** MATERIAL PROVIDED **
use anyhow::{bail, Result};
use log::{error, warn};
use std::fs::{self, OpenOptions};
use std::io::{BufReader, BufWriter, ErrorKind, Read, Seek, SeekFrom, Write};
use std::path::PathBuf;

use brook_core::error_bail;
use brook_core::event::Event;

use crate::config::FILE_BUFFER_SIZE;
use crate::error::SorterError;

/// Sanity bound on one serialized event. A length prefix beyond this is
/// treated as corruption rather than an allocation request.
const MAX_EVENT_BYTES: u32 = 64 * 1024 * 1024;

/// Storage for one sorted run.
///
/// A backend is writable until `flush()` commits the run and rewinds the read
/// cursor; after that it is read until end of run, then `reset()` by the pool
/// to become writable again. Exactly one task owns a backend at any moment.
pub enum SorterBackend {
    Memory(MemoryBackend),
    File(FileBackend),
}

impl SorterBackend {
    pub fn write_next(&mut self, event: Event) -> Result<()> {
        match self {
            SorterBackend::Memory(m) => {
                m.write_next(event);
                Ok(())
            }
            SorterBackend::File(f) => f.write_next(&event),
        }
    }

    /// Next event in stored order, or `None` at end of run.
    pub fn read_next(&mut self) -> Result<Option<Event>> {
        match self {
            SorterBackend::Memory(m) => Ok(m.read_next()),
            SorterBackend::File(f) => f.read_next(),
        }
    }

    /// Commit buffered writes and rewind to the start of the run. No writes
    /// are permitted afterwards until `reset()`.
    pub fn flush(&mut self) -> Result<()> {
        match self {
            SorterBackend::Memory(m) => {
                m.flush();
                Ok(())
            }
            SorterBackend::File(f) => f.flush(),
        }
    }

    /// Truncate to empty and make writable again.
    pub fn reset(&mut self) -> Result<()> {
        match self {
            SorterBackend::Memory(m) => {
                m.reset();
                Ok(())
            }
            SorterBackend::File(f) => f.reset(),
        }
    }

    /// Best-effort byte footprint. The memory variant is not counted and
    /// returns -1.
    pub fn size(&self) -> i64 {
        match self {
            SorterBackend::Memory(_) => -1,
            SorterBackend::File(f) => f.size(),
        }
    }
}

/// In-memory run storage. Events are kept as-is and handed back in insertion
/// order.
#[derive(Default)]
pub struct MemoryBackend {
    events: Vec<Event>,
    read_index: usize,
}

impl MemoryBackend {
    pub fn new() -> Self {
        Self::default()
    }

    fn write_next(&mut self, event: Event) {
        self.events.push(event);
    }

    fn read_next(&mut self) -> Option<Event> {
        if self.read_index >= self.events.len() {
            return None;
        }
        let event = std::mem::take(&mut self.events[self.read_index]);
        self.read_index += 1;
        Some(event)
    }

    fn flush(&mut self) {
        self.read_index = 0;
    }

    fn reset(&mut self) {
        self.events.clear();
        self.read_index = 0;
    }
}

enum FileIo {
    Writing(BufWriter<fs::File>),
    Reading(BufReader<fs::File>),
    /// Transient while flipping phases; never observed by callers.
    Swapping,
}

/// Spill-file run storage.
///
/// Records are framed as `[u32 LE length][bincode payload]`. The file is
/// overwritten on reuse and is not required to survive a restart.
pub struct FileBackend {
    path: PathBuf,
    io: FileIo,
    size: i64,
    chunk_size_limit: u64,
    chunk_limit_warned: bool,
}

impl FileBackend {
    pub fn create(path: PathBuf, chunk_size_limit: u64) -> Result<Self> {
        let file = OpenOptions::new()
            .create(true)
            .read(true)
            .write(true)
            .truncate(true)
            .open(&path)
            .map_err(SorterError::Alloc)?;

        log::debug!("new file backend created, path: {}", path.display());

        Ok(Self {
            path,
            io: FileIo::Writing(BufWriter::with_capacity(FILE_BUFFER_SIZE, file)),
            size: 0,
            chunk_size_limit,
            chunk_limit_warned: false,
        })
    }

    pub fn size(&self) -> i64 {
        self.size
    }

    pub fn path(&self) -> &std::path::Path {
        &self.path
    }

    fn write_next(&mut self, event: &Event) -> Result<()> {
        let FileIo::Writing(writer) = &mut self.io else {
            error_bail!("write on a file backend that is not in write phase");
        };

        let payload = bincode::encode_to_vec(event, bincode::config::standard())?;
        let len = payload.len() as u32;

        writer
            .write_all(&len.to_le_bytes())
            .map_err(SorterError::BackendWrite)?;
        writer
            .write_all(&payload)
            .map_err(SorterError::BackendWrite)?;

        self.size += 4 + payload.len() as i64;
        if !self.chunk_limit_warned && self.size as u64 > self.chunk_size_limit {
            warn!(
                "run exceeds chunk size limit, path: {}, size: {}, limit: {}",
                self.path.display(),
                self.size,
                self.chunk_size_limit
            );
            self.chunk_limit_warned = true;
        }

        Ok(())
    }

    fn flush(&mut self) -> Result<()> {
        match std::mem::replace(&mut self.io, FileIo::Swapping) {
            FileIo::Writing(writer) => {
                let mut file = writer
                    .into_inner()
                    .map_err(|e| SorterError::BackendWrite(e.into_error()))?;
                file.seek(SeekFrom::Start(0))
                    .map_err(SorterError::BackendWrite)?;
                self.io = FileIo::Reading(BufReader::with_capacity(FILE_BUFFER_SIZE, file));
                Ok(())
            }
            other => {
                self.io = other;
                error_bail!("flush on a file backend that is not in write phase");
            }
        }
    }

    fn read_next(&mut self) -> Result<Option<Event>> {
        let FileIo::Reading(reader) = &mut self.io else {
            error_bail!("read on a file backend that is not in read phase");
        };

        let mut len_buf = [0u8; 4];
        let n = read_full(reader, &mut len_buf).map_err(SorterError::BackendRead)?;
        if n == 0 {
            // Clean end of run.
            return Ok(None);
        }
        if n < len_buf.len() {
            return Err(SorterError::CorruptRun {
                reason: format!("short length prefix, got {} of 4 bytes", n),
            }
            .into());
        }

        let len = u32::from_le_bytes(len_buf);
        if len > MAX_EVENT_BYTES {
            return Err(SorterError::CorruptRun {
                reason: format!("length prefix {} exceeds event size bound", len),
            }
            .into());
        }

        let mut payload = vec![0u8; len as usize];
        reader.read_exact(&mut payload).map_err(|e| -> anyhow::Error {
            if e.kind() == ErrorKind::UnexpectedEof {
                SorterError::CorruptRun {
                    reason: format!("run truncated inside a {} byte record", len),
                }
                .into()
            } else {
                SorterError::BackendRead(e).into()
            }
        })?;

        let (event, _) = bincode::decode_from_slice::<Event, _>(
            &payload,
            bincode::config::standard(),
        )
        .map_err(|e| SorterError::CorruptRun {
            reason: format!("undecodable payload: {}", e),
        })?;

        Ok(Some(event))
    }

    fn reset(&mut self) -> Result<()> {
        let mut file = match std::mem::replace(&mut self.io, FileIo::Swapping) {
            FileIo::Writing(writer) => writer
                .into_inner()
                .map_err(|e| SorterError::BackendWrite(e.into_error()))?,
            FileIo::Reading(reader) => reader.into_inner(),
            FileIo::Swapping => {
                error_bail!("reset on a file backend in transient state");
            }
        };

        file.set_len(0).map_err(SorterError::BackendWrite)?;
        file.seek(SeekFrom::Start(0))
            .map_err(SorterError::BackendWrite)?;

        self.size = 0;
        self.chunk_limit_warned = false;
        self.io = FileIo::Writing(BufWriter::with_capacity(FILE_BUFFER_SIZE, file));
        Ok(())
    }

    /// Close the handle and delete the spill file.
    pub fn destroy(self) -> Result<()> {
        let path = self.path;
        drop(self.io);
        fs::remove_file(&path).map_err(SorterError::BackendWrite)?;
        Ok(())
    }
}

/// Read until `buf` is full or the reader is exhausted; returns bytes read.
fn read_full(reader: &mut impl Read, buf: &mut [u8]) -> std::io::Result<usize> {
    let mut read = 0;
    while read < buf.len() {
        match reader.read(&mut buf[read..]) {
            Ok(0) => break,
            Ok(n) => read += n,
            Err(e) if e.kind() == ErrorKind::Interrupted => continue,
            Err(e) => return Err(e),
        }
    }
    Ok(read)
}

#[cfg(test)]
mod tests {
    use super::*;
    use crate::error::SorterError;
    use brook_core::tool::setup_log;
    use tempfile::tempdir;

    fn sample_events() -> Vec<Event> {
        vec![
            Event::put(5, 1, b"k1".to_vec(), b"v1".to_vec(), 1),
            Event::delete(7, 2, b"k2".to_vec(), 1),
            Event::resolved(0, 7),
        ]
    }

    #[test]
    fn test_memory_backend_cycle() {
        setup_log();

        let mut backend = SorterBackend::Memory(MemoryBackend::new());
        for event in sample_events() {
            backend.write_next(event).unwrap();
        }
        assert_eq!(backend.size(), -1);

        backend.flush().unwrap();
        let mut got = Vec::new();
        while let Some(event) = backend.read_next().unwrap() {
            got.push(event);
        }
        assert_eq!(got, sample_events());

        backend.reset().unwrap();
        backend.flush().unwrap();
        assert!(backend.read_next().unwrap().is_none());
    }

    #[test]
    fn test_file_backend_cycle() {
        setup_log();

        let dir = tempdir().unwrap();
        let backend = FileBackend::create(dir.path().join("sort-1"), 1024 * 1024).unwrap();
        let mut backend = SorterBackend::File(backend);

        for event in sample_events() {
            backend.write_next(event).unwrap();
        }
        assert!(backend.size() > 0);

        backend.flush().unwrap();
        let mut got = Vec::new();
        while let Some(event) = backend.read_next().unwrap() {
            got.push(event);
        }
        assert_eq!(got, sample_events());

        // A reset backend is writable and empty again.
        backend.reset().unwrap();
        assert_eq!(backend.size(), 0);
        backend
            .write_next(Event::put(9, 3, b"k3".to_vec(), vec![], 2))
            .unwrap();
        backend.flush().unwrap();
        let event = backend.read_next().unwrap().unwrap();
        assert_eq!(event.crts, 9);
        assert!(backend.read_next().unwrap().is_none());
    }

    #[test]
    fn test_file_backend_write_after_flush_rejected() {
        let dir = tempdir().unwrap();
        let backend = FileBackend::create(dir.path().join("sort-1"), 1024).unwrap();
        let mut backend = SorterBackend::File(backend);

        backend.write_next(Event::resolved(0, 1)).unwrap();
        backend.flush().unwrap();
        assert!(backend.write_next(Event::resolved(0, 2)).is_err());
    }

    #[test]
    fn test_truncated_run_is_corrupt() {
        let dir = tempdir().unwrap();
        let path = dir.path().join("sort-1");

        let backend = FileBackend::create(path.clone(), 1024).unwrap();
        let mut backend = SorterBackend::File(backend);
        backend
            .write_next(Event::put(5, 1, b"key".to_vec(), b"value".to_vec(), 1))
            .unwrap();
        backend.flush().unwrap();
        drop(backend);

        // Cut the file inside the record.
        let full = fs::read(&path).unwrap();
        fs::write(&path, &full[..full.len() - 2]).unwrap();

        let file = OpenOptions::new().read(true).open(&path).unwrap();
        let mut backend = FileBackend {
            path: path.clone(),
            io: FileIo::Reading(BufReader::new(file)),
            size: 0,
            chunk_size_limit: 1024,
            chunk_limit_warned: false,
        };
        let err = backend.read_next().unwrap_err();
        assert!(matches!(
            err.downcast_ref::<SorterError>(),
            Some(SorterError::CorruptRun { .. })
        ));
    }

    #[test]
    fn test_short_length_prefix_is_corrupt() {
        let dir = tempdir().unwrap();
        let path = dir.path().join("sort-1");

        // One full record followed by a dangling 2-byte length prefix.
        let payload =
            bincode::encode_to_vec(Event::resolved(0, 3), bincode::config::standard()).unwrap();
        let mut bytes = Vec::new();
        bytes.extend_from_slice(&(payload.len() as u32).to_le_bytes());
        bytes.extend_from_slice(&payload);
        bytes.extend_from_slice(&[0xab, 0xcd]);
        fs::write(&path, &bytes).unwrap();

        let file = OpenOptions::new().read(true).open(&path).unwrap();
        let mut backend = FileBackend {
            path: path.clone(),
            io: FileIo::Reading(BufReader::new(file)),
            size: 0,
            chunk_size_limit: 1024,
            chunk_limit_warned: false,
        };

        assert_eq!(backend.read_next().unwrap().unwrap(), Event::resolved(0, 3));
        let err = backend.read_next().unwrap_err();
        assert!(matches!(
            err.downcast_ref::<SorterError>(),
            Some(SorterError::CorruptRun { .. })
        ));
    }

    #[test]
    fn test_destroy_removes_file() {
        let dir = tempdir().unwrap();
        let path = dir.path().join("sort-1");
        let backend = FileBackend::create(path.clone(), 1024).unwrap();
        assert!(path.exists());
        backend.destroy().unwrap();
        assert!(!path.exists());
    }

    #[test]
    fn test_oversized_length_prefix_is_corrupt() {
        let dir = tempdir().unwrap();
        let path = dir.path().join("sort-1");

        {
            let mut file = fs::File::create(&path).unwrap();
            file.write_all(&u32::MAX.to_le_bytes()).unwrap();
        }

        let file = OpenOptions::new().read(true).write(true).open(&path).unwrap();
        let mut backend = FileBackend {
            path: path.clone(),
            io: FileIo::Reading(BufReader::new(file)),
            size: 0,
            chunk_size_limit: 1024,
            chunk_limit_warned: false,
        };
        let err = backend.read_next().unwrap_err();
        assert!(matches!(
            err.downcast_ref::<SorterError>(),
            Some(SorterError::CorruptRun { .. })
        ));
    }
}
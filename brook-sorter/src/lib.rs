//! The unified sorter reorders the change stream pulled from upstream into a
//! globally time-ordered stream for the downstream sinks, spilling to disk
//! when the memory budget runs out.
//!
//! The input is only partially ordered: many region pullers feed the sorter
//! concurrently, and each puller's events are non-decreasing by commit
//! timestamp, but nothing orders events across pullers. Pullers also inject
//! resolved markers. A marker with timestamp `ts` is a promise that no later
//! event on that stream carries a commit timestamp at or below `ts`.
//!
//! Why not one big heap?
//!
//! A single heap would serialize every insert behind one lock and keep the
//! whole backlog in memory. Instead the facade spreads row events round-robin
//! over a fixed set of heap sorters, each single-writer on its own input
//! queue. A heap sorter cuts its heap into a sorted run whenever a resolved
//! marker arrives or the heap outgrows its byte budget, so each run is small
//! and the cut points line up with the markers.
//!
//! Where does the run go?
//!
//! Into a backend allocated from a shared pool. The pool prefers in-memory
//! backends until its accounted budget is exhausted, then hands out spill
//! files, recycling them through a bounded free-list so file handles stay
//! capped. The accounting is deliberately coarse: every run charges the same
//! estimate regardless of medium, which bounds the number of in-flight runs
//! without measuring real RAM.
//!
//! How does the output become globally ordered?
//!
//! Resolved markers are broadcast to every heap sorter, so every sorter's
//! flush carries the highest marker it has seen. The merger keeps those
//! per-sorter frontiers, and the minimum across them is the global
//! low-water-mark: every event at or below it has already been cut into some
//! run. Each time the minimum advances the merger K-way merges the eligible
//! runs up to the new mark and closes the batch with one resolved marker
//! downstream. Events peeked past the mark wait for a later round.
//!
//! Back-pressure is the flow control everywhere: queues are bounded, sends
//! suspend, and a slow sorter may stall the marker broadcast. That stall is
//! correct — the low-water-mark cannot advance without that sorter's flush
//! anyway.

pub mod backend;
pub mod config;
pub mod error;
pub mod heap_sorter;
pub mod merger;
pub mod pool;
pub mod unified;

pub use config::SorterConfig;
pub use error::SorterError;
pub use unified::{SorterHandle, UnifiedSorter};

** YOUR OBJECTIVE **
Scan the material line by line and report each one that contains "else".

** RESPONSE AREA **
        let FileIo::Writing(writer) = &mut self.io else {
        let FileIo::Reading(reader) = &mut self.io else {
            } else {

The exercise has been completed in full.